Gartner recently forecast that IT spending will rise 7.5% globally in 2024 year over year, reaching around $5.26 trillion. While it projected the data center systems segment will grow by over 24% this year alone in large part due to demand for generative AI processing power, software wasn’t far behind. That category, which includes AI inferencing, is projected to grow 12.6% to over $1 trillion.
In an interview with IT Brew, Lovelock explained why software developers don’t necessarily stand to reap benefits from that surge in software spending.

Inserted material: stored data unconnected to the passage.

// ── Site directory store ──
//
// Single source of truth for the site collection and its invite children
// for the lifetime of an admin session. No persistence: the platform
// backend is not wired in yet, so state lives and dies with the session.
//
// Derived read values (filtered set, page bounds, joined rows) are
// recomputed on read; the page cursor is the only derived-adjacent state,
// and it is re-clamped exactly on the contract's trigger events.

use crate::clock::{Clock, SystemClock};
use crate::error::CoreError;
use crate::filter::{SiteFilter, SiteFilterUpdate};
use crate::model::{
    CreateSiteRequest, InviteId, InviteStatus, Site, SiteId, SiteInvite, UpdateSiteRequest,
};
use crate::page::{PageView, Pager};
use crate::store::collection::{Entity, EntityCollection};
use crate::validate;
use crate::view::SiteWithInvites;

impl Entity for Site {
    type Id = SiteId;

    fn id(&self) -> SiteId {
        self.id
    }
}

impl Entity for SiteInvite {
    type Id = InviteId;

    fn id(&self) -> InviteId {
        self.id
    }
}

/// In-memory store for sites and their operator invites.
///
/// Owned and injectable: every consumer (CLI session, test) constructs
/// its own instance, so there is no ambient state to contaminate.
pub struct SiteDirectory {
    sites: EntityCollection<Site>,
    invites: EntityCollection<SiteInvite>,
    filter: SiteFilter,
    pager: Pager,
    clock: Box<dyn Clock>,
}

impl SiteDirectory {
    pub fn new() -> Self {
        Self::with_seed(Vec::new(), Vec::new())
    }

    /// Build a directory over an existing dataset. `sites` are taken as
    /// already newest-first; `invites` keep arrival order.
    pub fn with_seed(sites: Vec<Site>, invites: Vec<SiteInvite>) -> Self {
        Self {
            sites: EntityCollection::with_items(sites),
            invites: EntityCollection::with_items(invites),
            filter: SiteFilter::default(),
            pager: Pager::default(),
            clock: Box::new(SystemClock),
        }
    }

    /// Replace the time source (tests use a stepping clock).
    pub fn with_clock(mut self, clock: impl Clock + 'static) -> Self {
        self.clock = Box::new(clock);
        self
    }

    /// Override the rows-per-page constant for this instance.
    pub fn with_page_size(mut self, page_size: usize) -> Self {
        self.pager = Pager::new(page_size);
        self
    }

    // ── Reads ────────────────────────────────────────────────────────

    /// The current page of display rows: filter, slice, then join the
    /// invites onto the visible sites only.
    pub fn page(&self) -> PageView<SiteWithInvites> {
        let filtered: Vec<&Site> = self.sites.iter().filter(|s| self.filter.matches(s)).collect();
        let total_count = filtered.len();
        let total_pages = self.pager.total_pages(total_count);

        let rows = self
            .pager
            .slice(&filtered)
            .iter()
            .map(|site| SiteWithInvites {
                site: (*site).clone(),
                invites: self.invites_for(site.id).into_iter().cloned().collect(),
            })
            .collect();

        PageView {
            rows,
            page: self.pager.page(),
            total_pages,
            total_count,
        }
    }

    pub fn get(&self, id: SiteId) -> Option<&Site> {
        self.sites.get(id)
    }

    pub fn invites_for(&self, id: SiteId) -> Vec<&SiteInvite> {
        self.invites.iter().filter(|i| i.site_id == id).collect()
    }

    pub fn iter(&self) -> impl Iterator<Item = &Site> {
        self.sites.iter()
    }

    pub fn filter(&self) -> &SiteFilter {
        &self.filter
    }

    pub fn page_index(&self) -> usize {
        self.pager.page()
    }

    /// Size of the whole collection, ignoring the filter.
    pub fn len(&self) -> usize {
        self.sites.len()
    }

    pub fn is_empty(&self) -> bool {
        self.sites.is_empty()
    }

    // ── Filter / cursor ──────────────────────────────────────────────

    /// Apply one filter-field update. Always resets the cursor to page 0.
    pub fn update_filter(&mut self, update: SiteFilterUpdate) {
        update.apply(&mut self.filter);
        self.pager.reset();
    }

    /// Move the page cursor. The caller offers only valid page numbers;
    /// no clamping happens here by contract.
    pub fn set_page(&mut self, page: usize) {
        self.pager.set_page(page);
    }

    // ── Mutations ────────────────────────────────────────────────────

    /// Create a site with the next available id and fresh timestamps,
    /// inserted at the head of the collection. New sites start active.
    pub fn create(&mut self, request: &CreateSiteRequest) -> Result<SiteId, CoreError> {
        let name = validate::site_name(&request.name)?;
        let now = self.clock.now();
        let id = self.sites.next_id();
        self.sites.insert_front(Site {
            id,
            name,
            is_active: true,
            created_at: now,
            updated_at: now,
        });
        tracing::debug!(site = %id, "site created");
        Ok(id)
    }

    /// Rename a site, refreshing `updated_at`. Other sites are untouched.
    pub fn update(&mut self, id: SiteId, request: &UpdateSiteRequest) -> Result<(), CoreError> {
        let name = validate::site_name(&request.name)?;
        let now = self.clock.now();
        if !self.sites.update(id, |site| {
            site.name = name;
            site.updated_at = now;
        }) {
            return Err(CoreError::not_found("site", id));
        }
        tracing::debug!(site = %id, "site renamed");
        Ok(())
    }

    /// Flip the activation flag, refreshing `updated_at`. Returns the new
    /// state. Reversible; confirmation is the UI layer's job.
    pub fn toggle_active(&mut self, id: SiteId) -> Result<bool, CoreError> {
        let now = self.clock.now();
        let mut new_state = false;
        if !self.sites.update(id, |site| {
            site.is_active = !site.is_active;
            site.updated_at = now;
            new_state = site.is_active;
        }) {
            return Err(CoreError::not_found("site", id));
        }
        tracing::debug!(site = %id, active = new_state, "site toggled");
        Ok(new_state)
    }

    /// Remove a site, then re-clamp the cursor against the shrunk
    /// filtered set. Terminal: there is no undelete. Invites referencing
    /// the site are kept (they are never deleted in this core).
    pub fn remove(&mut self, id: SiteId) -> Result<(), CoreError> {
        if self.sites.remove(id).is_none() {
            return Err(CoreError::not_found("site", id));
        }
        let remaining = self.sites.iter().filter(|s| self.filter.matches(s)).count();
        self.pager.clamp(remaining);
        tracing::debug!(site = %id, "site removed");
        Ok(())
    }

    /// Record a pending operator invite for an existing site. The invite
    /// id comes from the invites' own counter.
    pub fn invite_operator(&mut self, site_id: SiteId, email: &str) -> Result<InviteId, CoreError> {
        let email = validate::email(email)?;
        if !self.sites.contains(site_id) {
            return Err(CoreError::not_found("site", site_id));
        }
        let id = self.invites.next_id();
        self.invites.push(SiteInvite {
            id,
            site_id,
            email,
            status: InviteStatus::Pending,
            created_at: self.clock.now(),
        });
        tracing::debug!(site = %site_id, invite = %id, "operator invited");
        Ok(id)
    }
}

impl Default for SiteDirectory {
    fn default() -> Self {
        Self::new()
    }
}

This interview has been lightly edited for length and clarity.
What do you mean by generative AI being a “tax”?
So if we take a fictional company as an example—say, TomSoft. And you play in the enterprise resource planning, supply chain management, customer relationship management space. You have until the end of 2025 to embed GenAI into your product… Unless TomSoft was smart enough to already have been developing a GenAI model, you have no opportunity to develop one by that deadline.
Most companies missed that window. Most companies are going out and partnering with some type of GenAI model provider—whether it’s one, two, or going to a consortium or a collaborator, or an orchestrator or conductor service, they don’t have their own GenAI. But they are betting a third-party version of it to their clients, and then they’re able to say, “Here’s TomSoft plus GenAI.”
Now you can charge a premium for this thing, have tiered pricing, you could do the CoPilot thing and say it’s an extra $25 a month. Or maybe what you’re doing is charging tokens and saying the software itself is free, but just pay the tokens for using it. Either way, you’re in front of your client saying “Here’s generative AI functionality that I didn’t create, but I’ve embedded”...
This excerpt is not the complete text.